The problem: In the entries below, how many lines hold the string "bool"? Give only the number.

Saved data entries

use async_trait::async_trait;
use tracing::warn;
use url::Url;

use crate::agent::AgentError;
use crate::cua::SafetyCheck;

pub const DEFAULT_BLOCKED_DOMAINS: [&str; 6] = [
    "maliciousbook.com",
    "evilvideos.com",
    "darkwebforum.com",
    "shadytok.com",
    "suspiciouspins.com",
    "ilanbigio.com",
];

const NO_MESSAGE: &str = "Safety check with no message";

/// Decides whether a model-flagged safety check may be acknowledged.
#[async_trait]
pub trait SafetyPolicy: Send + Sync {
    async fn acknowledge(&self, message: &str) -> bool;
}

#[async_trait]
impl<F> SafetyPolicy for F
where
    F: Fn(&str) -> bool + Send + Sync,
{
    async fn acknowledge(&self, message: &str) -> bool {
        self(message)
    }
}

/// Approves every check. Each one is still logged.
#[derive(Clone, Copy, Default)]
pub struct AutoApprove;

#[async_trait]
impl SafetyPolicy for AutoApprove {
    async fn acknowledge(&self, message: &str) -> bool {
        warn!(message, "auto-approving safety check");
        true
    }
}

/// Runs every pending check through the policy; the first refusal aborts.
pub async fn acknowledge_all<P: SafetyPolicy + ?Sized>(policy: &P, checks: &[SafetyCheck]) -> Result<(), AgentError> {
    for check in checks {
        let message = check.message.as_deref().unwrap_or(NO_MESSAGE);
        if !policy.acknowledge(message).await {
            return Err(AgentError::SafetyRefusal(message.to_string()));
        }
    }
    Ok(())
}

/// Blocklist applied to the page address after each browser action.
#[derive(Clone, Debug)]
pub struct UrlGuard {
    blocked: Vec<String>,
}

impl Default for UrlGuard {
    fn default() -> Self {
        Self::new(DEFAULT_BLOCKED_DOMAINS)
    }
}

impl UrlGuard {
    pub fn new<I, S>(domains: I) -> Self
    where
        I: IntoIterator<Item = S>,
        S: Into<String>,
    {
        Self {
            blocked: domains.into_iter().map(|d| d.into().to_ascii_lowercase()).collect(),
        }
    }

    /// Fails when the host equals a blocked domain or is one of its subdomains.
    pub fn check(&self, url: &str) -> Result<(), AgentError> {
        let host = Url::parse(url)
            .ok()
            .and_then(|u| u.host_str().map(str::to_ascii_lowercase))
            .unwrap_or_default();
        if host.is_empty() {
            return Ok(());
        }
        let hit = self
            .blocked
            .iter()
            .any(|blocked| host == *blocked || host.ends_with(&format!(".{blocked}")));
        if hit {
            return Err(AgentError::PolicyViolation(format!("Blocked URL: {url}")));
        }
        Ok(())
    }
}
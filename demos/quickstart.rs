use anyhow::Result;
use futures::StreamExt;
use glass_desk::agent::DESKTOP_INSTRUCTIONS;
use glass_desk::{
    AutoApprove, BrowserConfig, ChromiumComputer, ConversationEngine, ConversationState, CuaClient, CuaConfig,
    DockerComputer, DockerConfig, EngineConfig, TurnEvent,
};
use tokio_util::sync::CancellationToken;
use tracing_subscriber::EnvFilter;

// Usage: cargo run --example quickstart -- "open a terminal and run uname -a"
// Set USE_BROWSER=1 to drive a local Chromium instead of the Docker desktop.
#[tokio::main]
async fn main() -> Result<()> {
    tracing_subscriber::fmt()
        .with_env_filter(EnvFilter::from_default_env())
        .init();

    let task = std::env::args().skip(1).collect::<Vec<_>>().join(" ");
    let task = if task.trim().is_empty() { "Take a screenshot and describe the desktop.".to_string() } else { task };

    let stop = CancellationToken::new();
    let ctrl_c = stop.clone();
    tokio::spawn(async move {
        if tokio::signal::ctrl_c().await.is_ok() {
            ctrl_c.cancel();
        }
    });

    let client = CuaClient::new(CuaConfig::default())?;
    let mut state = ConversationState::default();

    if std::env::var("USE_BROWSER").is_ok_and(|v| v == "1") {
        let computer = ChromiumComputer::launch(BrowserConfig { headless: false, ..Default::default() }).await?;
        let engine = ConversationEngine::new(client, computer, AutoApprove, EngineConfig::default());
        print_events(engine.submit(&mut state, &task, stop)).await;
        return Ok(());
    }

    let mut desktop = DockerComputer::new(DockerConfig::default());
    {
        let session = desktop.acquire().await?;
        if let Some(url) = session.vnc_url() {
            println!("Watch the desktop at {url}");
        }
        let cfg = EngineConfig { instructions: Some(DESKTOP_INSTRUCTIONS.to_string()), ..Default::default() };
        let engine = ConversationEngine::new(client, &*session, AutoApprove, cfg);
        print_events(engine.submit(&mut state, &task, stop)).await;
    }
    desktop.exit().await?;
    Ok(())
}

async fn print_events(events: impl futures::Stream<Item = TurnEvent>) {
    futures::pin_mut!(events);
    while let Some(event) = events.next().await {
        match event {
            TurnEvent::AssistantMessage { content } => println!("\n{content}"),
            TurnEvent::ReasoningNote { content } => println!("\n[reasoning] {content}"),
            TurnEvent::ActionTaken { kind, parameters } => println!("\n[action] {kind} {parameters}"),
        }
    }
}
//! Turns loosely-typed `computer_call` actions into validated commands.
//!
//! Each kind has a fixed, ordered list of field lookups. Only `wait` and
//! `screenshot` tolerate missing parameters; everything else fails loudly
//! rather than guessing coordinates or text.

use serde::{Deserialize, Serialize};
use serde_json::{json, Value};

use crate::agent::AgentError;
use crate::cua::{ActionKind, ActionRequest};

pub const DEFAULT_WAIT_MS: u64 = 1000;

// Lookup order for the wait duration: direct ms, nested params.ms, direct time, nested params.time.
const WAIT_FIELDS: [&str; 4] = ["/ms", "/params/ms", "/time", "/params/time"];

#[derive(Clone, Copy, Debug, PartialEq, Eq, Serialize, Deserialize)]
pub struct Point {
    pub x: i64,
    pub y: i64,
}

#[derive(Clone, Debug, PartialEq, Eq, Serialize, Deserialize)]
#[serde(tag = "type", rename_all = "snake_case")]
pub enum NormalizedAction {
    Click { x: i64, y: i64, button: String },
    DoubleClick { x: i64, y: i64 },
    Type { text: String },
    Keypress { keys: Vec<String> },
    Scroll { x: i64, y: i64, scroll_x: i64, scroll_y: i64 },
    Drag { path: Vec<Point> },
    Move { x: i64, y: i64 },
    Wait { ms: u64 },
    Screenshot,
}

impl NormalizedAction {
    pub fn kind(&self) -> &'static str {
        match self {
            NormalizedAction::Click { .. } => "click",
            NormalizedAction::DoubleClick { .. } => "double_click",
            NormalizedAction::Type { .. } => "type",
            NormalizedAction::Keypress { .. } => "keypress",
            NormalizedAction::Scroll { .. } => "scroll",
            NormalizedAction::Drag { .. } => "drag",
            NormalizedAction::Move { .. } => "move",
            NormalizedAction::Wait { .. } => "wait",
            NormalizedAction::Screenshot => "screenshot",
        }
    }

    /// Typed fields as a JSON object, without the `type` tag.
    pub fn parameters(&self) -> Value {
        match serde_json::to_value(self) {
            Ok(Value::Object(mut map)) => {
                map.remove("type");
                Value::Object(map)
            }
            _ => json!({}),
        }
    }
}

pub fn normalize(request: &ActionRequest) -> Result<NormalizedAction, AgentError> {
    let raw = &request.raw;
    let kind = request.kind.as_str();
    let action = match &request.kind {
        ActionKind::Click => NormalizedAction::Click {
            x: int(raw, kind, "x")?,
            y: int(raw, kind, "y")?,
            button: raw
                .get("button")
                .and_then(Value::as_str)
                .unwrap_or("left")
                .to_string(),
        },
        ActionKind::DoubleClick => NormalizedAction::DoubleClick {
            x: int(raw, kind, "x")?,
            y: int(raw, kind, "y")?,
        },
        ActionKind::Type => NormalizedAction::Type {
            text: raw
                .get("text")
                .and_then(Value::as_str)
                .ok_or_else(|| missing(kind, "text"))?
                .to_string(),
        },
        ActionKind::Keypress => NormalizedAction::Keypress { keys: keys(raw, kind)? },
        ActionKind::Scroll => NormalizedAction::Scroll {
            x: int(raw, kind, "x")?,
            y: int(raw, kind, "y")?,
            scroll_x: int(raw, kind, "scroll_x")?,
            scroll_y: int(raw, kind, "scroll_y")?,
        },
        ActionKind::Drag => NormalizedAction::Drag { path: path(raw, kind)? },
        ActionKind::Move => NormalizedAction::Move {
            x: int(raw, kind, "x")?,
            y: int(raw, kind, "y")?,
        },
        ActionKind::Wait => NormalizedAction::Wait {
            ms: WAIT_FIELDS
                .iter()
                .find_map(|ptr| raw.pointer(ptr).and_then(as_int))
                .map(|ms| ms.max(0) as u64)
                .unwrap_or(DEFAULT_WAIT_MS),
        },
        ActionKind::Screenshot => NormalizedAction::Screenshot,
        ActionKind::Unknown(name) => {
            return Err(AgentError::Normalization(format!("Unknown action type: {name}")));
        }
    };
    Ok(action)
}

fn missing(kind: &str, field: &str) -> AgentError {
    AgentError::Normalization(format!("Could not extract {field} for {kind} action"))
}

fn as_int(v: &Value) -> Option<i64> {
    v.as_i64().or_else(|| v.as_f64().map(|f| f.round() as i64))
}

fn int(raw: &Value, kind: &str, field: &str) -> Result<i64, AgentError> {
    raw.get(field).and_then(as_int).ok_or_else(|| missing(kind, field))
}

fn keys(raw: &Value, kind: &str) -> Result<Vec<String>, AgentError> {
    let v = raw
        .get("keys")
        .or_else(|| raw.get("key"))
        .ok_or_else(|| missing(kind, "keys"))?;
    match v {
        Value::String(key) => Ok(vec![key.clone()]),
        Value::Array(items) if items.is_empty() => Err(missing(kind, "keys")),
        Value::Array(items) => items
            .iter()
            .map(|k| k.as_str().map(str::to_string).ok_or_else(|| missing(kind, "keys")))
            .collect(),
        _ => Err(missing(kind, "keys")),
    }
}

fn path(raw: &Value, kind: &str) -> Result<Vec<Point>, AgentError> {
    let items = raw
        .get("path")
        .or_else(|| raw.get("points"))
        .and_then(Value::as_array)
        .filter(|items| !items.is_empty())
        .ok_or_else(|| missing(kind, "path"))?;
    items
        .iter()
        .map(|p| {
            let x = p.get("x").and_then(as_int);
            let y = p.get("y").and_then(as_int);
            match (x, y) {
                (Some(x), Some(y)) => Ok(Point { x, y }),
                _ => Err(missing(kind, "path")),
            }
        })
        .collect()
}

#[cfg(test)]
mod tests {
    use super::*;

    fn req(action: Value) -> ActionRequest {
        let kind = action.get("type").and_then(Value::as_str).unwrap_or("unknown");
        ActionRequest {
            call_id: "call_1".into(),
            kind: ActionKind::parse(kind),
            raw: action,
            pending_safety_checks: vec![],
        }
    }

    fn err_text(action: Value) -> String {
        normalize(&req(action)).unwrap_err().to_string()
    }

    #[test]
    fn minimal_parameters_normalize_for_every_kind() {
        let cases = [
            (json!({"type": "click", "x": 1, "y": 2}), NormalizedAction::Click { x: 1, y: 2, button: "left".into() }),
            (json!({"type": "double_click", "x": 1, "y": 2}), NormalizedAction::DoubleClick { x: 1, y: 2 }),
            (json!({"type": "type", "text": ""}), NormalizedAction::Type { text: String::new() }),
            (json!({"type": "keypress", "keys": ["CTRL", "c"]}), NormalizedAction::Keypress { keys: vec!["CTRL".into(), "c".into()] }),
            (
                json!({"type": "scroll", "x": 5, "y": 6, "scroll_x": 0, "scroll_y": -3}),
                NormalizedAction::Scroll { x: 5, y: 6, scroll_x: 0, scroll_y: -3 },
            ),
            (json!({"type": "drag", "path": [{"x": 0, "y": 0}]}), NormalizedAction::Drag { path: vec![Point { x: 0, y: 0 }] }),
            (json!({"type": "move", "x": 9, "y": 8}), NormalizedAction::Move { x: 9, y: 8 }),
            (json!({"type": "wait"}), NormalizedAction::Wait { ms: 1000 }),
            (json!({"type": "screenshot"}), NormalizedAction::Screenshot),
        ];
        for (raw, expected) in cases {
            assert_eq!(normalize(&req(raw)).unwrap(), expected);
        }
    }

    #[test]
    fn missing_required_fields_name_the_kind() {
        for (raw, kind) in [
            (json!({"type": "click", "x": 1}), "click"),
            (json!({"type": "double_click"}), "double_click"),
            (json!({"type": "type"}), "type"),
            (json!({"type": "keypress"}), "keypress"),
            (json!({"type": "keypress", "keys": []}), "keypress"),
            (json!({"type": "scroll", "x": 1, "y": 1, "scroll_y": 2}), "scroll"),
            (json!({"type": "drag", "path": []}), "drag"),
            (json!({"type": "move", "y": 3}), "move"),
        ] {
            let msg = err_text(raw);
            assert!(msg.contains(&format!("{kind} action")), "{msg}");
        }
    }

    #[test]
    fn unknown_kind_is_rejected() {
        assert_eq!(err_text(json!({"type": "teleport"})), "action normalization failed: Unknown action type: teleport");
    }

    #[test]
    fn click_button_passes_through() {
        let a = normalize(&req(json!({"type": "click", "x": 1, "y": 2, "button": "back"}))).unwrap();
        assert_eq!(a, NormalizedAction::Click { x: 1, y: 2, button: "back".into() });
    }

    #[test]
    fn bare_key_becomes_single_element_list() {
        let a = normalize(&req(json!({"type": "keypress", "keys": "ENTER"}))).unwrap();
        assert_eq!(a, NormalizedAction::Keypress { keys: vec!["ENTER".into()] });
        let legacy = normalize(&req(json!({"type": "keypress", "key": "ESC"}))).unwrap();
        assert_eq!(legacy, NormalizedAction::Keypress { keys: vec!["ESC".into()] });
    }

    #[test]
    fn type_preserves_line_breaks() {
        let a = normalize(&req(json!({"type": "type", "text": "a\nb\n"}))).unwrap();
        assert_eq!(a, NormalizedAction::Type { text: "a\nb\n".into() });
    }

    #[test]
    fn wait_fields_follow_precedence() {
        let ms = |raw: Value| match normalize(&req(raw)).unwrap() {
            NormalizedAction::Wait { ms } => ms,
            other => panic!("unexpected {other:?}"),
        };
        assert_eq!(ms(json!({"type": "wait"})), 1000);
        assert_eq!(ms(json!({"type": "wait", "time": 250})), 250);
        assert_eq!(ms(json!({"type": "wait", "params": {"time": 40}})), 40);
        assert_eq!(ms(json!({"type": "wait", "params": {"ms": 30}, "time": 250})), 30);
        assert_eq!(ms(json!({"type": "wait", "ms": 10, "params": {"ms": 30}})), 10);
    }

    #[test]
    fn drag_keeps_point_order_and_accepts_legacy_field() {
        let a = normalize(&req(json!({"type": "drag", "points": [{"x": 0, "y": 0}, {"x": 10, "y": 10}, {"x": 20, "y": 5}]}))).unwrap();
        assert_eq!(
            a,
            NormalizedAction::Drag { path: vec![Point { x: 0, y: 0 }, Point { x: 10, y: 10 }, Point { x: 20, y: 5 }] }
        );
    }

    #[test]
    fn float_coordinates_are_rounded() {
        let a = normalize(&req(json!({"type": "move", "x": 10.6, "y": 2.2}))).unwrap();
        assert_eq!(a, NormalizedAction::Move { x: 11, y: 2 });
    }

    #[test]
    fn parameters_omit_the_tag() {
        let a = NormalizedAction::Scroll { x: 1, y: 2, scroll_x: 0, scroll_y: 4 };
        assert_eq!(a.kind(), "scroll");
        assert_eq!(a.parameters(), json!({"x": 1, "y": 2, "scroll_x": 0, "scroll_y": 4}));
        assert_eq!(NormalizedAction::Screenshot.parameters(), json!({}));
    }
}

Response area: 4